There are three main types of distribution intensity:
* **Intensive distribution:** Aims for maximum market coverage by utilizing all available outlets.
* **Selective distribution:** Involves using a limited number of outlets in a geographical area, often focusing on retailers who can provide specialized training or promote preferred brands.
* **Exclusive distribution:** An extreme form of selective distribution where only one wholesaler, retailer, or distributor is permitted to sell a product in a specific geographical area, typically used for prestigious products.
##### 2.1.1.2 Numerical and weighted distribution
* **Numerical distribution** is calculated as:
$$ \text{Numerical Distribution} = \frac{\text{Number of shops selling your product}}{\text{Total number of shops}} $$
* **Weighted distribution** is calculated as:
$$ \text{Weighted Distribution} = \frac{\text{Sum of Turnover of shops selling your product}}{\text{Total Turnover Market/Category}} $$
> **Tip:** Distribution channels are a critical component of the Marketing Mix (the 4 Ps), specifically the "Place" element. The costs associated with distribution can account for up to 40% of the selling price, and decisions in this area are typically long-term commitments.
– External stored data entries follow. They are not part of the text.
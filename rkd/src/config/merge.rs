use std::collections::{BTreeMap, BTreeSet};
use std::fmt;

use serde::Serialize;

use super::{ConfigFragment, EffectiveConfig, FIELDS, FieldKind, FieldSpec, FieldValue, Provenance};

#[derive(Debug, Clone, Copy, PartialEq, Eq, Serialize)]
#[serde(rename_all = "kebab-case")]
pub enum ConflictClass {
    ScalarConflict,
    NestedObjectConflict,
    MappingConflict,
}

impl fmt::Display for ConflictClass {
    fn fmt(&self, f: &mut fmt::Formatter<'_>) -> fmt::Result {
        let s = match self {
            ConflictClass::ScalarConflict => "scalar-conflict",
            ConflictClass::NestedObjectConflict => "nested-object-conflict",
            ConflictClass::MappingConflict => "mapping-conflict",
        };
        f.write_str(s)
    }
}

#[derive(Debug, Clone, PartialEq, Eq)]
pub struct Conflict {
    pub field: String,
    pub first: (Provenance, String),
    pub second: (Provenance, String),
    pub class: ConflictClass,
}

impl fmt::Display for Conflict {
    fn fmt(&self, f: &mut fmt::Formatter<'_>) -> fmt::Result {
        write!(
            f,
            "`{}` ({}): {} value {} vs {} value {}",
            self.field, self.class, self.first.0, self.first.1, self.second.0, self.second.1
        )
    }
}

/// Every conflict found in one merge.
#[derive(Debug, Clone, Default, PartialEq, Eq)]
pub struct ConflictReport {
    entries: Vec<Conflict>,
}

impl ConflictReport {
    pub fn is_empty(&self) -> bool {
        self.entries.is_empty()
    }

    pub fn entries(&self) -> &[Conflict] {
        &self.entries
    }

    pub fn contains_field(&self, field: &str) -> bool {
        self.entries.iter().any(|c| c.field == field)
    }

    fn push(&mut self, conflict: Conflict) {
        self.entries.push(conflict);
    }
}

impl fmt::Display for ConflictReport {
    fn fmt(&self, f: &mut fmt::Formatter<'_>) -> fmt::Result {
        let parts: Vec<_> = self.entries.iter().map(ToString::to_string).collect();
        f.write_str(&parts.join("; "))
    }
}

/// The winning value of one field and where it came from.
#[derive(Debug, Clone, PartialEq, Eq)]
pub struct Resolved {
    pub value: FieldValue,
    pub provenance: Provenance,
}

struct Layers<'a> {
    default: &'a ConfigFragment,
    file: &'a ConfigFragment,
    cli: &'a ConfigFragment,
}

type MergeRule = fn(&FieldSpec, &Layers<'_>, &mut ConflictReport) -> Option<Resolved>;

fn rule_for(kind: &FieldKind) -> MergeRule {
    match kind {
        FieldKind::Scalar(_) => merge_scalar,
        FieldKind::Nested(_) => merge_nested,
        FieldKind::Set => merge_set,
        FieldKind::Mapping => merge_mapping,
    }
}

/// Merges the three sources with precedence default < file < cli.
///
/// A value supplied by both the file and the flags is never silently resolved by
/// precedence: every such clash ends up in the returned report.
pub fn merge(
    default: &ConfigFragment,
    file: &ConfigFragment,
    cli: &ConfigFragment,
) -> Result<EffectiveConfig, ConflictReport> {
    debug_assert_eq!(file.provenance(), Provenance::File);
    debug_assert_eq!(cli.provenance(), Provenance::Cli);

    let layers = Layers { default, file, cli };
    let mut report = ConflictReport::default();
    let mut resolved = BTreeMap::new();
    for spec in FIELDS {
        if let Some(value) = rule_for(&spec.kind)(spec, &layers, &mut report) {
            resolved.insert(spec.name, value);
        }
    }

    if !report.is_empty() {
        return Err(report);
    }
    Ok(EffectiveConfig::from_resolved(resolved))
}

fn resolved(value: &FieldValue, provenance: Provenance) -> Resolved {
    Resolved {
        value: value.clone(),
        provenance,
    }
}

fn merge_scalar(
    spec: &FieldSpec,
    layers: &Layers<'_>,
    report: &mut ConflictReport,
) -> Option<Resolved> {
    match (layers.file.get(spec.name), layers.cli.get(spec.name)) {
        (Some(file), Some(cli)) if file != cli => {
            report.push(Conflict {
                field: spec.name.to_string(),
                first: (Provenance::File, file.to_string()),
                second: (Provenance::Cli, cli.to_string()),
                class: ConflictClass::ScalarConflict,
            });
            None
        }
        (_, Some(cli)) => Some(resolved(cli, Provenance::Cli)),
        (Some(file), None) => Some(resolved(file, Provenance::File)),
        (None, None) => layers
            .default
            .get(spec.name)
            .map(|v| resolved(v, Provenance::Default)),
    }
}

// The sub-fields of a nested object depend on each other, so one source owns the
// whole object. Any overlap is a conflict, even on disjoint sub-fields.
fn merge_nested(
    spec: &FieldSpec,
    layers: &Layers<'_>,
    report: &mut ConflictReport,
) -> Option<Resolved> {
    fn supplied<'a>(fragment: &'a ConfigFragment, name: &str) -> Option<&'a FieldValue> {
        match fragment.get(name) {
            Some(FieldValue::Nested(fields)) if fields.is_empty() => None,
            other => other,
        }
    }
    match (supplied(layers.file, spec.name), supplied(layers.cli, spec.name)) {
        (Some(file), Some(cli)) => {
            report.push(Conflict {
                field: spec.name.to_string(),
                first: (Provenance::File, file.to_string()),
                second: (Provenance::Cli, cli.to_string()),
                class: ConflictClass::NestedObjectConflict,
            });
            None
        }
        (None, Some(cli)) => Some(resolved(cli, Provenance::Cli)),
        (Some(file), None) => Some(resolved(file, Provenance::File)),
        (None, None) => layers
            .default
            .get(spec.name)
            .map(|v| resolved(v, Provenance::Default)),
    }
}

fn merge_set(spec: &FieldSpec, layers: &Layers<'_>, _: &mut ConflictReport) -> Option<Resolved> {
    let set_of = |fragment: &ConfigFragment| match fragment.get(spec.name) {
        Some(FieldValue::Set(items)) => Some(items.clone()),
        _ => None,
    };
    match (set_of(layers.file), set_of(layers.cli)) {
        (None, None) => layers
            .default
            .get(spec.name)
            .map(|v| resolved(v, Provenance::Default)),
        (file, cli) => {
            let provenance = if cli.is_some() {
                Provenance::Cli
            } else {
                Provenance::File
            };
            let union: BTreeSet<String> = file.into_iter().chain(cli).flatten().collect();
            Some(Resolved {
                value: FieldValue::Set(union),
                provenance,
            })
        }
    }
}

/// Collapses the raw entries of one source, reporting a key repeated with different values.
fn collapse_mapping(
    spec: &FieldSpec,
    fragment: &ConfigFragment,
    report: &mut ConflictReport,
) -> Option<BTreeMap<String, String>> {
    let Some(FieldValue::Mapping(entries)) = fragment.get(spec.name) else {
        return None;
    };
    let mut map: BTreeMap<String, String> = BTreeMap::new();
    for (key, value) in entries {
        match map.get(key) {
            Some(existing) if existing != value => report.push(Conflict {
                field: spec.name.to_string(),
                first: (fragment.provenance(), format!("{key}={existing}")),
                second: (fragment.provenance(), format!("{key}={value}")),
                class: ConflictClass::MappingConflict,
            }),
            Some(_) => {}
            None => {
                map.insert(key.clone(), value.clone());
            }
        }
    }
    Some(map)
}

fn merge_mapping(
    spec: &FieldSpec,
    layers: &Layers<'_>,
    report: &mut ConflictReport,
) -> Option<Resolved> {
    let file = collapse_mapping(spec, layers.file, report);
    let cli = collapse_mapping(spec, layers.cli, report);

    let (union, provenance) = match (file, cli) {
        (None, None) => {
            let default = collapse_mapping(spec, layers.default, report)?;
            (default, Provenance::Default)
        }
        (Some(file), None) => (file, Provenance::File),
        (None, Some(cli)) => (cli, Provenance::Cli),
        (Some(mut file), Some(cli)) => {
            for (key, value) in cli {
                match file.get(&key) {
                    Some(existing) if existing != &value => report.push(Conflict {
                        field: spec.name.to_string(),
                        first: (Provenance::File, format!("{key}={existing}")),
                        second: (Provenance::Cli, format!("{key}={value}")),
                        class: ConflictClass::MappingConflict,
                    }),
                    _ => {
                        file.insert(key, value);
                    }
                }
            }
            (file, Provenance::Cli)
        }
    };
    Some(Resolved {
        value: FieldValue::Mapping(union.into_iter().collect()),
        provenance,
    })
}

#[cfg(test)]
mod tests {
    use super::*;
    use crate::config::{
        ADD_RUNTIME, CONTAINERD_PATH, LABEL, LISTEN, Scalar, TLS, TLS_CERT, TLS_VERIFY,
        defaults, spec,
    };

    fn file() -> ConfigFragment {
        ConfigFragment::new(Provenance::File)
    }

    fn cli() -> ConfigFragment {
        ConfigFragment::new(Provenance::Cli)
    }

    #[test]
    fn test_defaults_only() {
        let config = merge(&defaults::fragment(), &file(), &cli()).unwrap();
        assert_eq!(config.listen, vec![defaults::DEFAULT_LISTEN.to_string()]);
        assert_eq!(config.provenance(CONTAINERD_PATH), Some(Provenance::Default));
        assert_eq!(config.runtimes.get("runc").map(String::as_str), Some("runc"));
        assert!(!config.tls.is_enabled());
    }

    #[test]
    fn test_scalar_conflict_names_field() {
        let mut f = file();
        f.set_scalar(spec(CONTAINERD_PATH), Scalar::Str("abc".into()));
        let mut c = cli();
        c.set_scalar(spec(CONTAINERD_PATH), Scalar::Str("def".into()));

        let report = merge(&defaults::fragment(), &f, &c).unwrap_err();
        assert_eq!(report.entries().len(), 1);
        assert!(report.contains_field(CONTAINERD_PATH));
        assert_eq!(report.entries()[0].class, ConflictClass::ScalarConflict);
    }

    #[test]
    fn test_equal_scalars_do_not_conflict() {
        let mut f = file();
        f.set_scalar(spec(CONTAINERD_PATH), Scalar::Str("abc".into()));
        let mut c = cli();
        c.set_scalar(spec(CONTAINERD_PATH), Scalar::Str("abc".into()));

        let config = merge(&defaults::fragment(), &f, &c).unwrap();
        assert_eq!(config.containerd_path, "abc");
        assert_eq!(config.provenance(CONTAINERD_PATH), Some(Provenance::Cli));
    }

    #[test]
    fn test_single_source_wins_over_default() {
        let mut f = file();
        f.set_scalar(spec(CONTAINERD_PATH), Scalar::Str("/opt/containerd".into()));
        let config = merge(&defaults::fragment(), &f, &cli()).unwrap();
        assert_eq!(config.containerd_path, "/opt/containerd");
        assert_eq!(config.provenance(CONTAINERD_PATH), Some(Provenance::File));
    }

    #[test]
    fn test_label_union() {
        let mut f = file();
        f.add_to_set(spec(LABEL), "a=a".into());
        f.add_to_set(spec(LABEL), "b=b".into());
        let mut c = cli();
        c.add_to_set(spec(LABEL), "c=d".into());
        c.add_to_set(spec(LABEL), "a=a".into());

        let config = merge(&defaults::fragment(), &f, &c).unwrap();
        assert_eq!(config.labels, vec!["a=a", "b=b", "c=d"]);
    }

    #[test]
    fn test_listen_default_is_replaced_not_extended() {
        let mut c = cli();
        c.add_to_set(spec(LISTEN), "tcp://127.0.0.1:2376".into());
        let config = merge(&defaults::fragment(), &file(), &c).unwrap();
        assert_eq!(config.listen, vec!["tcp://127.0.0.1:2376"]);
    }

    #[test]
    fn test_nested_overlap_conflicts_on_disjoint_sub_fields() {
        let mut f = file();
        f.set_nested(spec(TLS), TLS_VERIFY, Scalar::Bool(true));
        let mut c = cli();
        c.set_nested(spec(TLS), TLS_CERT, Scalar::Str("/cert.pem".into()));

        let report = merge(&defaults::fragment(), &f, &c).unwrap_err();
        assert!(report.contains_field(TLS));
        assert_eq!(report.entries()[0].class, ConflictClass::NestedObjectConflict);
    }

    #[test]
    fn test_empty_nested_object_is_not_supplied() {
        let f = crate::config::file::parse(r#"{"TLS": {}}"#).unwrap();
        let mut c = cli();
        c.set_nested(spec(TLS), TLS_CERT, Scalar::Str("/cert.pem".into()));

        let config = merge(&defaults::fragment(), &f, &c).unwrap();
        assert_eq!(config.provenance(TLS), Some(Provenance::Cli));
    }

    #[test]
    fn test_mapping_rules() {
        // repeat with equal value collapses
        let mut c = cli();
        c.push_mapping(spec(ADD_RUNTIME), "runa".into(), "runa".into());
        c.push_mapping(spec(ADD_RUNTIME), "runa".into(), "runa".into());
        let config = merge(&defaults::fragment(), &file(), &c).unwrap();
        assert_eq!(config.runtimes.len(), 1);
        assert!(!config.runtimes.contains_key("runc"));

        // repeat with another value within one source
        let mut c = cli();
        c.push_mapping(spec(ADD_RUNTIME), "runa".into(), "x".into());
        c.push_mapping(spec(ADD_RUNTIME), "runa".into(), "y".into());
        let report = merge(&defaults::fragment(), &file(), &c).unwrap_err();
        assert_eq!(report.entries()[0].class, ConflictClass::MappingConflict);
        assert_eq!(report.entries()[0].first.0, Provenance::Cli);

        // same key across sources
        let mut f = file();
        f.push_mapping(spec(ADD_RUNTIME), "runa".into(), "/a".into());
        f.push_mapping(spec(ADD_RUNTIME), "runb".into(), "/b".into());
        let mut c = cli();
        c.push_mapping(spec(ADD_RUNTIME), "runa".into(), "/other".into());
        let report = merge(&defaults::fragment(), &f, &c).unwrap_err();
        assert!(report.contains_field(ADD_RUNTIME));

        // disjoint keys union
        let mut c = cli();
        c.push_mapping(spec(ADD_RUNTIME), "runc2".into(), "/c".into());
        let config = merge(&defaults::fragment(), &f, &c).unwrap();
        assert_eq!(config.runtimes.len(), 3);
    }

    #[test]
    fn test_all_conflicts_are_reported_together() {
        let mut f = file();
        f.set_scalar(spec(CONTAINERD_PATH), Scalar::Str("abc".into()));
        f.set_nested(spec(TLS), TLS_VERIFY, Scalar::Bool(true));
        let mut c = cli();
        c.set_scalar(spec(CONTAINERD_PATH), Scalar::Str("def".into()));
        c.set_nested(spec(TLS), TLS_VERIFY, Scalar::Bool(true));

        let report = merge(&defaults::fragment(), &f, &c).unwrap_err();
        assert_eq!(report.entries().len(), 2);
        let rendered = report.to_string();
        assert!(rendered.contains(CONTAINERD_PATH) && rendered.contains(TLS));
    }
}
##### 2.1.1.3 Functions of distribution channels
Distribution channels perform several key roles to facilitate transactions:
* **Transaction conclusion:**
* Information gathering and dissemination
* Promotion activities
* Contact establishment with potential buyers
* Adaptation of the offering to buyer needs
* Negotiation of terms
* **Transaction execution:**
* Physical distribution (transport, warehousing, inventory management)
* Financing arrangements
* Risk bearing
Outsourcing physical distribution can offer advantages such as leveraging external expertise, achieving economies of scale in logistics, accessing advanced technology, and gaining flexibility in labor and infrastructure.
#### 2.1.2 The added value of distribution channels
Distribution channels add value by reducing the number of transactions required to get a product from the producer to the consumer. For example, in a business-to-consumer (B2C) scenario, a manufacturer selling directly to 1,000 customers would require 1,000 transactions. However, by selling to a distributor who then sells to 100 retailers, who in turn sell to the 1,000 customers, the number of transactions is significantly reduced.
* **Direct distribution channels** offer maximum control over marketing policies and can potentially save intermediary margins. However, they require significant investment in organizing and financing stock, transport, and after-sales service.
* **Indirect distribution channels** allow for risk outsourcing and benefit from the distributor's market knowledge. The disadvantages include a potential loss of control and increased costs.
### 2.2 Behavior and organization of distribution channels
Traditional or conventional marketing channels often lack a clear leader, leading to disagreements on objectives, tasks, financials, and profit distribution, which can result in conflicts and poor performance. To address this, integrated marketing systems have been developed.
#### 2.2.1 Types of marketing systems
* **Vertical Marketing Systems (VMS):** Involve cooperation between manufacturers, wholesalers, and retailers. One dominant partner (manufacturer, wholesaler, or retailer) has the power to ensure all partners cooperate harmoniously. VMS aims to achieve economies of scale, negotiation power, increased efficiency, better coordination, and lower transaction costs.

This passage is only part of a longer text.